As noted above, a particular advantage of using NMR to examine protein-protein interactions is that it can tolerate the presence of lipid. This fact was exploited by Ramamoorthy et al. to determine the structure of full-length, membrane bound b5 in the presence of CYP2B4 (Ahuja et al., 2013). This was the very first time that a structure of b5 had been determined in the presence of a phospholipid bilayer. The structure confirmed the electrostatic nature of the CYP-b5 interaction, revealing a large number of charge-charge interactions between surface residues on CYP2B4 and b5 enabling complex formation between the two proteins (Ahuja et al., 2013). Interestingly, it also hinted at the importance of hydrophobic interactions between the complex and the phospholipid bilayer. Confirming the result observed by Estrada et al. when examining the CYP17A1- b5 interaction, Ramamoorthy et al. also observed increased affinity between the CYP and b5 in the presence of a small molecule substrate or inhibitor. Finally, their data suggested a pathway for electron transfer between b5 and CYP2B4, mediated through a salt bridge from the heme propionates of b5 with Arg125 of CYP2B4. More recently, Ramamoorthy et al. have extended their original studies to examine the interactions of the CYP-b5 complex using phospholipid bilayer nanodiscs (Zhang et al., 2016). The advantage of this versatile phospholipid bilayer memetic is that it permits exquisite control over the composition of lipid, allowing researchers to examine the effects of various lipid components on structure and catalysis. The examples above illustrate the advantages of 2D protein NMR to obtain detailed structural data for protein-protein interactions in the CYP enzyme family.

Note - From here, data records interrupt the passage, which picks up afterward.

use super::common::{
    created_response, map_service_error, no_content_response, success_response, validate_input,
    PaginatedResponse, PaginationParams,
};
use crate::{
    errors::ApiError,
    handlers::AppState,
    services::materials::{CreateMaterialInput, MaterialFilter, UpdateMaterialInput},
    services::suppliers::DeleteOutcome,
};
use axum::{
    extract::{Json, Path, Query, State},
    response::IntoResponse,
    routing::{delete, get, post, put},
    Router,
};
use rust_decimal::Decimal;
use serde::Deserialize;
use tracing::info;
use validator::Validate;

// Request DTOs

#[derive(Debug, Deserialize, Validate)]
pub struct CreateMaterialRequest {
    #[validate(length(min = 1, max = 64))]
    pub code: String,
    #[validate(length(min = 1, max = 255))]
    pub name: String,
    #[validate(length(min = 1, max = 32))]
    pub unit: String,
    pub category: Option<String>,
    pub current_price: Decimal,
    /// Percentage 0-100; omitted means no trim loss
    pub yield_percentage: Option<Decimal>,
    pub supplier_id: Option<i64>,
    pub notes: Option<String>,
}

#[derive(Debug, Deserialize, Validate)]
pub struct UpdateMaterialRequest {
    #[validate(length(min = 1, max = 255))]
    pub name: Option<String>,
    #[validate(length(min = 1, max = 32))]
    pub unit: Option<String>,
    pub category: Option<String>,
    pub current_price: Option<Decimal>,
    pub yield_percentage: Option<Decimal>,
    /// Present-and-null clears the supplier link
    #[serde(default, deserialize_with = "super::common::double_option")]
    pub supplier_id: Option<Option<i64>>,
    pub notes: Option<String>,
    pub is_active: Option<bool>,
}

#[derive(Debug, Deserialize)]
pub struct MaterialListQuery {
    #[serde(flatten)]
    pub pagination: PaginationParams,
    pub search: Option<String>,
    pub category: Option<String>,
    pub supplier_id: Option<i64>,
    pub is_active: Option<bool>,
}

// Handler functions

/// Create a raw material
async fn create_material(
    State(state): State<AppState>,
    Json(payload): Json<CreateMaterialRequest>,
) -> Result<impl IntoResponse, ApiError> {
    validate_input(&payload)?;

    let material = state
        .services
        .materials
        .create(CreateMaterialInput {
            code: payload.code,
            name: payload.name,
            unit: payload.unit,
            category: payload.category,
            current_price: payload.current_price,
            yield_percentage: payload.yield_percentage,
            supplier_id: payload.supplier_id,
            notes: payload.notes,
        })
        .await
        .map_err(map_service_error)?;

    info!(material_id = material.id, code = %material.code, "Material created");

    Ok(created_response(material))
}

/// Get a material with its supplier name
async fn get_material(
    State(state): State<AppState>,
    Path(id): Path<i64>,
) -> Result<impl IntoResponse, ApiError> {
    let view = state
        .services
        .materials
        .get_with_supplier(id)
        .await
        .map_err(map_service_error)?;

    Ok(success_response(view))
}

/// List materials with search and filters
async fn list_materials(
    State(state): State<AppState>,
    Query(query): Query<MaterialListQuery>,
) -> Result<impl IntoResponse, ApiError> {
    let filter = MaterialFilter {
        search: query.search,
        category: query.category,
        supplier_id: query.supplier_id,
        is_active: query.is_active,
    };

    let (materials, total) = state
        .services
        .materials
        .list(filter, query.pagination.page, query.pagination.per_page)
        .await
        .map_err(map_service_error)?;

    Ok(success_response(PaginatedResponse::new(
        materials,
        query.pagination.page,
        query.pagination.per_page,
        total,
    )))
}

/// Distinct material categories for filter dropdowns
async fn list_categories(
    State(state): State<AppState>,
) -> Result<impl IntoResponse, ApiError> {
    let categories = state
        .services
        .materials
        .categories()
        .await
        .map_err(map_service_error)?;

    Ok(success_response(categories))
}

/// Update a material
async fn update_material(
    State(state): State<AppState>,
    Path(id): Path<i64>,
    Json(payload): Json<UpdateMaterialRequest>,
) -> Result<impl IntoResponse, ApiError> {
    validate_input(&payload)?;

    let material = state
        .services
        .materials
        .update(
            id,
            UpdateMaterialInput {
                name: payload.name,
                unit: payload.unit,
                category: payload.category,
                current_price: payload.current_price,
                yield_percentage: payload.yield_percentage,
                supplier_id: payload.supplier_id,
                notes: payload.notes,
                is_active: payload.is_active,
            },
        )
        .await
        .map_err(map_service_error)?;

    info!(material_id = id, "Material updated");

    Ok(success_response(material))
}

/// Delete a material; deactivates instead when recipes reference it
async fn delete_material(
    State(state): State<AppState>,
    Path(id): Path<i64>,
) -> Result<impl IntoResponse, ApiError> {
    let outcome = state
        .services
        .materials
        .delete(id)
        .await
        .map_err(map_service_error)?;

    info!(material_id = id, ?outcome, "Material delete processed");

    match outcome {
        DeleteOutcome::Deleted => Ok(no_content_response()),
        deactivated => Ok(success_response(deactivated)),
    }
}

pub fn routes() -> Router<AppState> {
    Router::new()
        .route("/", post(create_material))
        .route("/", get(list_materials))
        .route("/categories", get(list_categories))
        .route("/:id", get(get_material))
        .route("/:id", put(update_material))
        .route("/:id", delete(delete_material))
}
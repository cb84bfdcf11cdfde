use sea_orm_migration::prelude::*;

#[derive(DeriveMigrationName)]
pub struct Migration;

#[async_trait::async_trait]
impl MigrationTrait for Migration {
    async fn up(&self, manager: &SchemaManager) -> Result<(), DbErr> {
        // Create menu_items table
        manager
            .create_table(
                Table::create()
                    .table(MenuItems::Table)
                    .if_not_exists()
                    .col(
                        ColumnDef::new(MenuItems::Id)
                            .big_integer()
                            .not_null()
                            .auto_increment()
                            .primary_key(),
                    )
                    .col(
                        ColumnDef::new(MenuItems::Code)
                            .string()
                            .not_null()
                            .unique_key(),
                    )
                    .col(ColumnDef::new(MenuItems::Name).string().not_null())
                    .col(ColumnDef::new(MenuItems::Category).string().null())
                    .col(
                        ColumnDef::new(MenuItems::StandardPortion)
                            .integer()
                            .not_null()
                            .default(1),
                    )
                    .col(
                        ColumnDef::new(MenuItems::StandardPortionUnit)
                            .string()
                            .not_null(),
                    )
                    .col(
                        ColumnDef::new(MenuItems::StandardLaborHours)
                            .decimal_len(19, 6)
                            .not_null()
                            .default(0),
                    )
                    .col(
                        ColumnDef::new(MenuItems::IsActive)
                            .boolean()
                            .not_null()
                            .default(true),
                    )
                    .col(
                        ColumnDef::new(MenuItems::CreatedAt)
                            .timestamp_with_time_zone()
                            .not_null(),
                    )
                    .col(
                        ColumnDef::new(MenuItems::UpdatedAt)
                            .timestamp_with_time_zone()
                            .not_null(),
                    )
                    .to_owned(),
            )
            .await?;

        // Create recipe_details table
        manager
            .create_table(
                Table::create()
                    .table(RecipeDetails::Table)
                    .if_not_exists()
                    .col(
                        ColumnDef::new(RecipeDetails::Id)
                            .big_integer()
                            .not_null()
                            .auto_increment()
                            .primary_key(),
                    )
                    .col(
                        ColumnDef::new(RecipeDetails::MenuItemId)
                            .big_integer()
                            .not_null(),
                    )
                    .col(
                        ColumnDef::new(RecipeDetails::RawMaterialId)
                            .big_integer()
                            .not_null(),
                    )
                    .col(
                        ColumnDef::new(RecipeDetails::Quantity)
                            .decimal_len(19, 6)
                            .not_null(),
                    )
                    .col(ColumnDef::new(RecipeDetails::Unit).string().not_null())
                    .col(ColumnDef::new(RecipeDetails::Sequence).integer().null())
                    .col(ColumnDef::new(RecipeDetails::Notes).text().null())
                    .col(
                        ColumnDef::new(RecipeDetails::CreatedAt)
                            .timestamp_with_time_zone()
                            .not_null(),
                    )
                    .col(
                        ColumnDef::new(RecipeDetails::UpdatedAt)
                            .timestamp_with_time_zone()
                            .not_null(),
                    )
                    .to_owned(),
            )
            .await?;

        // Create menu_pricing table (append-only price history)
        manager
            .create_table(
                Table::create()
                    .table(MenuPricing::Table)
                    .if_not_exists()
                    .col(
                        ColumnDef::new(MenuPricing::Id)
                            .big_integer()
                            .not_null()
                            .auto_increment()
                            .primary_key(),
                    )
                    .col(
                        ColumnDef::new(MenuPricing::MenuItemId)
                            .big_integer()
                            .not_null(),
                    )
                    .col(
                        ColumnDef::new(MenuPricing::SellingPrice)
                            .decimal_len(19, 6)
                            .not_null(),
                    )
                    .col(
                        ColumnDef::new(MenuPricing::EffectiveDate)
                            .timestamp_with_time_zone()
                            .not_null(),
                    )
                    .col(ColumnDef::new(MenuPricing::Notes).text().null())
                    .col(
                        ColumnDef::new(MenuPricing::CreatedAt)
                            .timestamp_with_time_zone()
                            .not_null(),
                    )
                    .to_owned(),
            )
            .await?;

        // Recipe lookups by menu item in sequence order
        manager
            .create_index(
                Index::create()
                    .name("idx_recipe_details_menu_item")
                    .table(RecipeDetails::Table)
                    .col(RecipeDetails::MenuItemId)
                    .col(RecipeDetails::Sequence)
                    .to_owned(),
            )
            .await?;

        // Current-price lookups per menu item
        manager
            .create_index(
                Index::create()
                    .name("idx_menu_pricing_item_date")
                    .table(MenuPricing::Table)
                    .col(MenuPricing::MenuItemId)
                    .col((MenuPricing::EffectiveDate, IndexOrder::Desc))
                    .to_owned(),
            )
            .await
    }

    async fn down(&self, manager: &SchemaManager) -> Result<(), DbErr> {
        manager
            .drop_table(Table::drop().table(MenuPricing::Table).to_owned())
            .await?;
        manager
            .drop_table(Table::drop().table(RecipeDetails::Table).to_owned())
            .await?;
        manager
            .drop_table(Table::drop().table(MenuItems::Table).to_owned())
            .await
    }
}

#[derive(DeriveIden)]
pub enum MenuItems {
    Table,
    Id,
    Code,
    Name,
    Category,
    StandardPortion,
    StandardPortionUnit,
    StandardLaborHours,
    IsActive,
    CreatedAt,
    UpdatedAt,
}

#[derive(DeriveIden)]
pub enum RecipeDetails {
    Table,
    Id,
    MenuItemId,
    RawMaterialId,
    Quantity,
    Unit,
    Sequence,
    Notes,
    CreatedAt,
    UpdatedAt,
}

#[derive(DeriveIden)]
pub enum MenuPricing {
    Table,
    Id,
    MenuItemId,
    SellingPrice,
    EffectiveDate,
    Notes,
    CreatedAt,
}
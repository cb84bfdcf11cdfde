use rust_decimal::Decimal;
use sea_orm::entity::prelude::*;
use serde::{Deserialize, Serialize};

/// Material usage line on a production run. `unit_price` and `subtotal`
/// capture the price at time of use; they are stored, never recomputed.
#[derive(Clone, Debug, PartialEq, DeriveEntityModel, Serialize, Deserialize)]
#[sea_orm(table_name = "production_log_details")]
pub struct Model {
    #[sea_orm(primary_key)]
    pub id: i64,
    pub production_log_id: i64,
    pub raw_material_id: i64,
    #[sea_orm(column_type = "Decimal(Some((19, 6)))")]
    pub quantity_used: Decimal,
    pub unit: String,
    #[sea_orm(column_type = "Decimal(Some((19, 6)))")]
    pub unit_price: Decimal,
    #[sea_orm(column_type = "Decimal(Some((19, 6)))")]
    pub subtotal: Decimal,
    pub created_at: DateTimeWithTimeZone,
}

#[derive(Copy, Clone, Debug, EnumIter, DeriveRelation)]
pub enum Relation {
    #[sea_orm(
        belongs_to = "super::production_log::Entity",
        from = "Column::ProductionLogId",
        to = "super::production_log::Column::Id"
    )]
    ProductionLog,
    #[sea_orm(
        belongs_to = "super::raw_material::Entity",
        from = "Column::RawMaterialId",
        to = "super::raw_material::Column::Id"
    )]
    RawMaterial,
}

impl Related<super::production_log::Entity> for Entity {
    fn to() -> RelationDef {
        Relation::ProductionLog.def()
    }
}

impl Related<super::raw_material::Entity> for Entity {
    fn to() -> RelationDef {
        Relation::RawMaterial.def()
    }
}

impl ActiveModelBehavior for ActiveModel {}
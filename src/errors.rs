use axum::{
    http::StatusCode,
    response::{IntoResponse, Response},
    Json,
};
use sea_orm::error::DbErr;
use serde::{Deserialize, Serialize};

fn current_request_id() -> Option<String> {
    crate::request_id::current_request_id().map(|rid| rid.as_str().to_string())
}

/// Standard JSON error payload returned to API clients
#[derive(Debug, Serialize, Deserialize)]
pub struct ErrorResponse {
    /// HTTP status category (e.g., "Not Found", "Bad Request")
    pub error: String,
    /// Human-readable error description
    pub message: String,
    /// Additional error details (validation errors)
    #[serde(skip_serializing_if = "Option::is_none")]
    pub details: Option<String>,
    /// Unique request identifier for support and debugging
    #[serde(skip_serializing_if = "Option::is_none")]
    pub request_id: Option<String>,
    /// ISO 8601 timestamp when error occurred
    pub timestamp: String,
}

#[derive(Debug, thiserror::Error, Serialize)]
pub enum ServiceError {
    #[error("Database error: {0}")]
    DatabaseError(
        #[from]
        #[serde(skip)]
        sea_orm::error::DbErr,
    ),

    #[error("Not found: {0}")]
    NotFound(String),

    #[error("Validation error: {0}")]
    ValidationError(String),

    #[error("Invalid input: {0}")]
    InvalidInput(String),

    #[error("Invalid operation: {0}")]
    InvalidOperation(String),

    #[error("Material '{code}' (id {material_id}) has a yield percentage of zero; correct the material before costing")]
    InvalidMaterialYield { material_id: i64, code: String },

    #[error("No cost standard exists for menu item {0}; calculate a cost standard first")]
    MissingCostStandard(i64),

    #[error("Duplicate key: {0}")]
    DuplicateKey(String),

    #[error("Internal server error")]
    InternalServerError,

    #[error("Other error: {0}")]
    Other(
        #[from]
        #[serde(skip)]
        anyhow::Error,
    ),
}

impl From<validator::ValidationErrors> for ServiceError {
    fn from(err: validator::ValidationErrors) -> Self {
        ServiceError::ValidationError(err.to_string())
    }
}

pub trait IntoDbErr {
    fn into_db_err(self) -> DbErr;
}

impl IntoDbErr for DbErr {
    fn into_db_err(self) -> DbErr {
        self
    }
}

impl IntoDbErr for String {
    fn into_db_err(self) -> DbErr {
        DbErr::Custom(self)
    }
}

impl IntoDbErr for &str {
    fn into_db_err(self) -> DbErr {
        DbErr::Custom(self.to_string())
    }
}

impl ServiceError {
    /// Generic constructor that normalizes any supported database error input.
    pub fn db_error<E: IntoDbErr>(error: E) -> Self {
        ServiceError::DatabaseError(error.into_db_err())
    }

    /// Returns the HTTP status code for this error.
    /// This is the single source of truth for error-to-status mapping.
    pub fn status_code(&self) -> StatusCode {
        match self {
            Self::DatabaseError(_) => StatusCode::INTERNAL_SERVER_ERROR,
            Self::NotFound(_) | Self::MissingCostStandard(_) => StatusCode::NOT_FOUND,
            Self::ValidationError(_) | Self::InvalidInput(_) | Self::InvalidOperation(_) => {
                StatusCode::BAD_REQUEST
            }
            Self::InvalidMaterialYield { .. } => StatusCode::UNPROCESSABLE_ENTITY,
            Self::DuplicateKey(_) => StatusCode::CONFLICT,
            Self::InternalServerError | Self::Other(_) => StatusCode::INTERNAL_SERVER_ERROR,
        }
    }

    /// Returns the error message suitable for HTTP responses.
    /// Internal errors return generic messages to avoid leaking implementation details.
    pub fn response_message(&self) -> String {
        match self {
            Self::DatabaseError(_) => "Database error".to_string(),
            Self::InternalServerError | Self::Other(_) => "Internal server error".to_string(),
            _ => self.to_string(),
        }
    }
}

impl IntoResponse for ServiceError {
    fn into_response(self) -> Response {
        let status = self.status_code();
        let err = ErrorResponse {
            error: status.canonical_reason().unwrap_or("Error").to_string(),
            message: self.response_message(),
            details: None,
            request_id: current_request_id(),
            timestamp: chrono::Utc::now().to_rfc3339(),
        };

        (status, Json(err)).into_response()
    }
}

/// API Error type for HTTP responses
#[derive(Debug, thiserror::Error)]
pub enum ApiError {
    #[error("Service error: {0}")]
    ServiceError(#[from] ServiceError),

    #[error("Validation error: {0}")]
    ValidationError(String),

    #[error("Not found: {0}")]
    NotFound(String),

    #[error("Bad request: {0}")]
    BadRequest(String),

    #[error("Internal server error")]
    InternalServerError,
}

impl IntoResponse for ApiError {
    fn into_response(self) -> Response {
        let (status, message) = match &self {
            ApiError::ServiceError(service_error) => {
                return service_error_response(service_error)
            }
            ApiError::ValidationError(msg) => (StatusCode::BAD_REQUEST, msg.clone()),
            ApiError::NotFound(msg) => (StatusCode::NOT_FOUND, msg.clone()),
            ApiError::BadRequest(msg) => (StatusCode::BAD_REQUEST, msg.clone()),
            ApiError::InternalServerError => (
                StatusCode::INTERNAL_SERVER_ERROR,
                "Internal server error".to_string(),
            ),
        };

        let err = ErrorResponse {
            error: status
                .canonical_reason()
                .unwrap_or("Unknown Error")
                .to_string(),
            message,
            details: None,
            request_id: current_request_id(),
            timestamp: chrono::Utc::now().to_rfc3339(),
        };

        (status, Json(err)).into_response()
    }
}

fn service_error_response(err: &ServiceError) -> Response {
    let status = err.status_code();
    let payload = ErrorResponse {
        error: status.canonical_reason().unwrap_or("Error").to_string(),
        message: err.response_message(),
        details: None,
        request_id: current_request_id(),
        timestamp: chrono::Utc::now().to_rfc3339(),
    };
    (status, Json(payload)).into_response()
}

#[cfg(test)]
mod tests {
    use super::*;
    use axum::{body::to_bytes, http::StatusCode};

    #[test]
    fn service_error_status_code_mapping() {
        assert_eq!(
            ServiceError::NotFound("x".into()).status_code(),
            StatusCode::NOT_FOUND
        );
        assert_eq!(
            ServiceError::MissingCostStandard(7).status_code(),
            StatusCode::NOT_FOUND
        );
        assert_eq!(
            ServiceError::InvalidInput("x".into()).status_code(),
            StatusCode::BAD_REQUEST
        );
        assert_eq!(
            ServiceError::InvalidMaterialYield {
                material_id: 1,
                code: "TOM-01".into()
            }
            .status_code(),
            StatusCode::UNPROCESSABLE_ENTITY
        );
        assert_eq!(
            ServiceError::DuplicateKey("code".into()).status_code(),
            StatusCode::CONFLICT
        );
        assert_eq!(
            ServiceError::InternalServerError.status_code(),
            StatusCode::INTERNAL_SERVER_ERROR
        );
    }

    #[test]
    fn service_error_response_message_hides_internal_details() {
        assert_eq!(
            ServiceError::db_error("connection reset").response_message(),
            "Database error"
        );

        // User-facing errors include the actual message
        assert_eq!(
            ServiceError::NotFound("Menu item not found".into()).response_message(),
            "Not found: Menu item not found"
        );
        let missing = ServiceError::MissingCostStandard(42).response_message();
        assert!(missing.contains("calculate a cost standard first"));
    }

    #[tokio::test]
    async fn service_error_response_includes_request_id() {
        let response = crate::request_id::scope_request_id(
            crate::request_id::RequestId::new("req-123"),
            async { ServiceError::NotFound("missing".into()).into_response() },
        )
        .await;
        assert_eq!(response.status(), StatusCode::NOT_FOUND);

        let body = to_bytes(response.into_body(), usize::MAX).await.unwrap();
        let payload: ErrorResponse = serde_json::from_slice(&body).unwrap();
        assert_eq!(payload.request_id.as_deref(), Some("req-123"));
    }
}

Almost 20 years ago, Lian pioneered a novel approach combining both X-ray crystallography and NMR to study homo- and hetero-dimeric interactions in the GST A1-1 isoform (Lian, 1998). In the crystal structure of GST A1-1, the hydrophobic C-terminal region of the protein is highly disordered and absent from the structure, as is often the case with dynamic regions of proteins. Lian's group was able to resolve this region of the protein in the 2D HSQC spectrum and identify residues that might be involved in ligand binding and/or protein-protein interactions. Since that time, a number of studies relying on protein NMR have been conducted using GST enzymes (McCallum et al., 1999; Mahajan et al., 2006).
While fewer structural NMR studies have been carried out with the SULT family of enzymes, a recent novel example of NMR, combined with the use of a nitrox spin label positioned in dynamic regions of the enzyme, gave information regarding dimer interaction and the structure of the catechin ligand binding site on the protein (Cook et al., 2016). This was accomplished by replacing each cysteine residue in the protein with an unreactive residue, then selectively reincorporating a cysteine at each position of interest and reacting the protein with a nitroxyl-oxygen spin label (3-maleimido-PROXYL). The label was attached to the protein at six individual cysteine positions in the protein in order to saturate the dimer in a paramagnetic field of sufficient strength to detect its effects on the solution NMR spectrum, without compromising the catalytic integrity of the enzyme. The design allowed the entire surface of the enzyme to be covered in a detectible paramagnetic field and allowed ligands to be positioned within the active site by triangulating their protons from multiple spin labels attached at various positions within the active site (Cook et al., 2016). After obtaining the NMR spectrum for each mutant, the spectrum was overlaid on the previously determined crystal structure and the final structure was obtained using distance-constrained molecular dynamics docking. This approach was advantageous, and preferred over others, in that: (1) it is applicable over a wide range of ligand affinities, (2) does not require much protein, (3) does not require an isotopic label, and (4) has essentially no molecular weight limitations. Moreover, the same strategy may apply to other drug metabolizing enzyme protein-protein complexes that have limiting cysteine residues.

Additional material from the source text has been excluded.